1988 Volume 57 Issue 3 Pages 381-389
Sugars and organic acids of the apple skin of six cultivars were analyzed as trimethyl-silyl derivatives by gas chromatography (GC) with a capillary column, from beginning of coloring to the later stages of coloring. Differences in composition were compared between the red cultivars: ‘Jonathan’, ‘Starking Delicious (S. D.)’, ‘Tsugaru’ and ‘McIntosh’; and the yellow cultivars: ‘Golden Delicious (G. D.)’ and ‘Mutsu’.
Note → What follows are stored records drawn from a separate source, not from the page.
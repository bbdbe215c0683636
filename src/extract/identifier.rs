use regex::Regex;
use sha2::{Digest, Sha256};
use url::Url;

/// Site-native content identifiers: "KOP" followed by digits
const ID_SEGMENT_PATTERN: &str = r"^KOP\d+$";
const ID_ANYWHERE_PATTERN: &str = r"KOP\d+";

const SURROGATE_PREFIX: &str = "URL-";
const SURROGATE_HEX_CHARS: usize = 16;

/// Derive the stable identifier for a detail page URL.
///
/// Priority: the final path segment when it is a site-native id, then the
/// first id-shaped substring anywhere in the URL, then an `id` query
/// parameter, and finally the hashed surrogate. Some value is always
/// produced, so a record can never lack its key.
pub fn extract_identifier(detail_url: &str) -> String {
    match native_identifier(detail_url) {
        Some(id) => id,
        None => surrogate_identifier(detail_url),
    }
}

fn native_identifier(detail_url: &str) -> Option<String> {
    let segment_re = Regex::new(ID_SEGMENT_PATTERN).ok()?;
    let anywhere_re = Regex::new(ID_ANYWHERE_PATTERN).ok()?;

    let parsed = Url::parse(detail_url).ok();

    if let Some(ref url) = parsed {
        if let Some(last) = url
            .path_segments()
            .and_then(|segments| segments.filter(|s| !s.is_empty()).last())
        {
            if segment_re.is_match(last) {
                return Some(last.to_string());
            }
        }
    }

    if let Some(found) = anywhere_re.find(detail_url) {
        return Some(found.as_str().to_string());
    }

    if let Some(ref url) = parsed {
        for (key, value) in url.query_pairs() {
            if key == "id" && !value.is_empty() {
                return Some(value.into_owned());
            }
        }
    }

    None
}

/// Deterministic fallback key: `URL-` plus the first 16 hex characters of
/// the SHA-256 digest of the full URL string. The algorithm is pinned so
/// the same URL always maps to the same identifier.
pub fn surrogate_identifier(detail_url: &str) -> String {
    let digest = Sha256::digest(detail_url.as_bytes());
    let hash = hex::encode(digest);
    format!("{}{}", SURROGATE_PREFIX, &hash[..SURROGATE_HEX_CHARS])
}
In all of the cultivars, the main sugars were glucose, fructose, sorbitol and sucrose, and the main organic acids were malic and quinic acids. All the cultivars showed a great increase in sucrose and a decrease in malic and quinic acids over the ripening stage. But no difference in the changes in these substances was found between red and yellow cultivars.
Differences in other minor organic acids between red and yellow cultivars were studied using GC and gas chromatography-mass spectrometry, and citramalic acid was identified as having a difference. In the yellow cultivars, at the biginning of coloring, the acid was scarcely detected and increased very little at later stages of coloring. In the red cultivars, at the beginning of coloring, the acid was also scarcely detected, but at the later stages, it increased remarkably.
When commercial citramalic acid (sodium salt) was applied to disks of unripe skin which had not shown red color under the light of a discharge lamp, using red cultivars (‘Jonathan’, ‘S. D.’, ‘Tsugaru’, ‘Fuji’ and ‘Ralls Janet’), and yellow cultivars (‘G. D.’ and ‘Mutsu’), the anthocyanin content of the skin in all cultivars increased more than in the control. But the optimum concentration of the acid was different among the cultivars.
It was concluded that citramalic acid is related to the development of anthocyanin in apple skin.